Sou um homem covarde. Agora o digo, agora que levei a termo um plano que ninguém deixará de qualificar de arriscado. Sei que foi terrível sua execução. Não o fiz pela Alemanha, não. Pouco me importa um país bárbaro, que me obrigou à abjecção de ser um espião.  Ademais, eu sei de um homem da Inglaterra – homem modesto – que para mim não representa menos que Goethe. Não falei com ele mais de uma hora, mas durante uma hora foi Goethe… Eu fiz isso, porque sentia que o Chefe temia um pouco aos de minha raça – aos inumeráveis antepassados que em mim confluem. Eu queria provar-lhe que um amarelo podia salvar exércitos. De resto, devia fugir do capitão. Suas mãos e sua voz podiam bater-me à porta a qualquer momento. Vesti-me sem ruído, disse-me adeus no espelho, desci, esquadrinhei a rua tranquila  e sai. A estação não ficava longe de casa, mas achei preferível tomar um carro. Argui que assim corria menos perigo de ser reconhecido; o fato é que na rua deserta eu me sentia visível e vulnerável, infinitamente. Lembro-me de ter dito ao chofer que se detivesse um pouco antes da entrada central. Desci com lentidão voluntária e quase penosa; ia à aldeia de Ashgrove, mas retirei uma passagem para uma estação mais longe. O trem saia dentro de pouquíssimo minutos, às oito e cinquenta. Apressei-me; o próximo partia às nove e meia. Não havia quase ninguém na plataforma. Percorri os vagões: recordo uns lavradores, uma mulher de luto, um jovem que lia fervoroso os Anais de Tácito, um soldado ferido e feliz. Os vagões, por fim, arrancaram. Um homem que reconheci correu em vão até o limite da plataforma. Era o Cap Richard Madden. Aniquiliado, trêmulo, , encolhi-me noutra ponta do assento, longe da temida janela.

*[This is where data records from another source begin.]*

// Shared memory backends for peer pools
// Linux uses memfd_create + mmap so the receiving process can map the pool read-only

use std::fmt::Debug;
use std::io;
use std::io::IoSlice;
use std::ptr;
use std::ptr::NonNull;

/// Backing store of a peer pool.
///
/// Writes go through `&mut self`: the owning pool is only reachable under the
/// peer lock, so no two writers ever race on the same region.
pub trait SharedMemoryBackend: Send + Sync + Debug {
    /// Get a pointer to the mapped memory region
    fn as_ptr(&self) -> *mut u8;

    /// Get the size of the mapped region in bytes
    fn size(&self) -> usize;

    /// Get the underlying handle a receiver would map
    fn raw_handle(&self) -> RawHandle;

    /// Scatter-write `bufs` back to back starting at `offset`.
    fn write_at(&mut self, offset: usize, bufs: &[IoSlice<'_>]) -> io::Result<()> {
        let total: usize = bufs.iter().map(|b| b.len()).sum();
        check_range(self.size(), offset, total)?;

        let mut dst = unsafe { self.as_ptr().add(offset) };
        for buf in bufs {
            unsafe {
                ptr::copy_nonoverlapping(buf.as_ptr(), dst, buf.len());
                dst = dst.add(buf.len());
            }
        }
        Ok(())
    }

    /// Copy `dst.len()` bytes starting at `offset` out of the region.
    fn read_at(&self, offset: usize, dst: &mut [u8]) -> io::Result<()> {
        check_range(self.size(), offset, dst.len())?;
        unsafe {
            ptr::copy_nonoverlapping(self.as_ptr().add(offset), dst.as_mut_ptr(), dst.len());
        }
        Ok(())
    }
}

/// Platform-specific handle type
#[derive(Debug, Clone, Copy, PartialEq, Eq)]
pub enum RawHandle {
    /// Unix file descriptor (Linux)
    Fd(i32),
    /// Process-private heap memory, not shareable
    Heap,
}

fn check_range(size: usize, offset: usize, len: usize) -> io::Result<()> {
    match offset.checked_add(len) {
        Some(end) if end <= size => Ok(()),
        _ => Err(io::Error::new(
            io::ErrorKind::InvalidInput,
            format!("range {offset}+{len} exceeds region of {size} bytes"),
        )),
    }
}

/// Create a new shared memory region with the specified size
///
/// # Arguments
/// * `size` - Size of the shared memory region in bytes
/// * `name` - Optional debug name of the memfd (shows up in /proc/<pid>/fd)
///
/// # Returns
/// A boxed trait object implementing SharedMemoryBackend
#[cfg(target_os = "linux")]
pub fn create_shared_memory(size: usize, name: Option<&str>) -> io::Result<Box<dyn SharedMemoryBackend>> {
    Ok(Box::new(LinuxSharedMemory::create(size, name)?))
}

#[cfg(not(target_os = "linux"))]
pub fn create_shared_memory(_size: usize, _name: Option<&str>) -> io::Result<Box<dyn SharedMemoryBackend>> {
    Err(io::Error::new(
        io::ErrorKind::Unsupported,
        "Shared memory only supported on Linux",
    ))
}

/// Zero-initialized region on the process heap.
#[derive(Debug)]
pub struct HeapMemory {
    ptr: NonNull<u8>,
    size: usize,
}

unsafe impl Send for HeapMemory {}
unsafe impl Sync for HeapMemory {}

impl HeapMemory {
    pub fn new(size: usize) -> io::Result<Self> {
        let mut buf: Vec<u8> = Vec::new();
        buf.try_reserve_exact(size).map_err(|e| {
            io::Error::new(
                io::ErrorKind::OutOfMemory,
                format!("Failed to reserve {size} bytes of pool memory: {e}"),
            )
        })?;
        buf.resize(size, 0);

        let raw = Box::into_raw(buf.into_boxed_slice()) as *mut u8;
        let ptr = NonNull::new(raw).ok_or_else(|| {
            io::Error::new(io::ErrorKind::OutOfMemory, "Heap region pointer is null")
        })?;

        Ok(Self { ptr, size })
    }
}

impl Drop for HeapMemory {
    fn drop(&mut self) {
        unsafe {
            drop(Box::from_raw(ptr::slice_from_raw_parts_mut(
                self.ptr.as_ptr(),
                self.size,
            )));
        }
    }
}

impl SharedMemoryBackend for HeapMemory {
    fn as_ptr(&self) -> *mut u8 {
        self.ptr.as_ptr()
    }

    fn size(&self) -> usize {
        self.size
    }

    fn raw_handle(&self) -> RawHandle {
        RawHandle::Heap
    }
}

#[cfg(target_os = "linux")]
use std::ffi::CString;

#[cfg(target_os = "linux")]
#[derive(Debug)]
pub struct LinuxSharedMemory {
    ptr: NonNull<u8>,
    size: usize,
    fd: i32,
}

#[cfg(target_os = "linux")]
unsafe impl Send for LinuxSharedMemory {}
#[cfg(target_os = "linux")]
unsafe impl Sync for LinuxSharedMemory {}

#[cfg(target_os = "linux")]
impl LinuxSharedMemory {
    /// Create an anonymous memfd of `size` bytes and map it shared.
    pub fn create(size: usize, name: Option<&str>) -> io::Result<Self> {
        if size == 0 {
            return Err(io::Error::new(
                io::ErrorKind::InvalidInput,
                "Shared memory size must be greater than zero",
            ));
        }

        let c_name = CString::new(name.unwrap_or("dmxp_pool"))
            .map_err(|e| io::Error::new(io::ErrorKind::InvalidInput, e))?;

        let fd = unsafe { libc::memfd_create(c_name.as_ptr(), libc::MFD_CLOEXEC) };
        if fd < 0 {
            return Err(io::Error::last_os_error());
        }

        // Set size
        if unsafe { libc::ftruncate(fd, size as libc::off_t) } != 0 {
            let err = io::Error::last_os_error();
            unsafe { libc::close(fd) };
            return Err(err);
        }

        // Map memory
        let ptr = unsafe {
            let ptr = libc::mmap(
                ptr::null_mut(),
                size,
                libc::PROT_READ | libc::PROT_WRITE,
                libc::MAP_SHARED,
                fd,
                0,
            );

            if ptr == libc::MAP_FAILED {
                let err = io::Error::last_os_error();
                libc::close(fd);
                return Err(err);
            }
            ptr as *mut u8
        };

        let ptr = match NonNull::new(ptr) {
            Some(ptr) => ptr,
            None => {
                unsafe { libc::close(fd) };
                return Err(io::Error::new(io::ErrorKind::Other, "mmap returned null"));
            }
        };

        Ok(Self { ptr, size, fd })
    }
}

#[cfg(target_os = "linux")]
impl Drop for LinuxSharedMemory {
    fn drop(&mut self) {
        unsafe {
            libc::munmap(self.ptr.as_ptr() as *mut libc::c_void, self.size);
            libc::close(self.fd);
        }
    }
}

#[cfg(target_os = "linux")]
impl SharedMemoryBackend for LinuxSharedMemory {
    fn as_ptr(&self) -> *mut u8 {
        self.ptr.as_ptr()
    }

    fn size(&self) -> usize {
        self.size
    }

    fn raw_handle(&self) -> RawHandle {
        RawHandle::Fd(self.fd)
    }
}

Dessa aniquilação passei a uma felicidade quase abjecta. Disse-me que já estava empenhada minha luta e que ganhara o primeiro assalto, ao iludir, ainda que por quarenta minutos, ainda que por favor da sorte, o ataque de meu adversário. Argui que essa vitória mínima prefigurava a vitória total. Argui que não era mínima, já que sem essa diferença preciosa que o horário dos trens me oferecia, eu estaria no cárcere ou morto. Argui (não menos sofisticadamente) que minha felicidade covarde provava que eu era homem capaz de levar a bom termo a aventura. Dessa fraqueza tirei forças que não me abandonaram. Prevejo que o homem se resignará diariamente a empresas mais atrozes; breve só haverá guerreiros e bandoleiros, dou-lhes este conselho: O executor de uma empresa atroz deve imaginar que já a cumpriu, deve impor-se um futuro que seja irrevogável com o passado.  Assim procedi, enquanto meus olhos de homem já morto registravam o fluir daquele dia que era talvez o último, e a difusão da noite. O trem corria como doçura, entre freixos. Deteve-se, quase ao meio do campo. Ninguém gritou  o nome da estação. Ashgrove? – perguntei a uns meninos na plataforma. Ashgrove, responderam. Desci.
Uma lâmpada aclarava a plataforma, mas o rostos dos meninos ficavam na zona da sombra. Um me perguntou: O senhor vai à casa do Dr. Stephen Albert? Sem aguardar resposta, outro disse: A casa fica longe daqui, mas o senhor não se perderá se tomar esse caminho à esquerda e se em cada encruzilhada do caminho dobrar à esquerda.  Atirei-lhes uma moeda (a última), desci uns degraus de pedra e entrei no solitário caminho. Este, lentamente, descia. Era de terra elementar, confundiam-se no alto os ramos, a lua baixa e circular parecia acompanhar-me.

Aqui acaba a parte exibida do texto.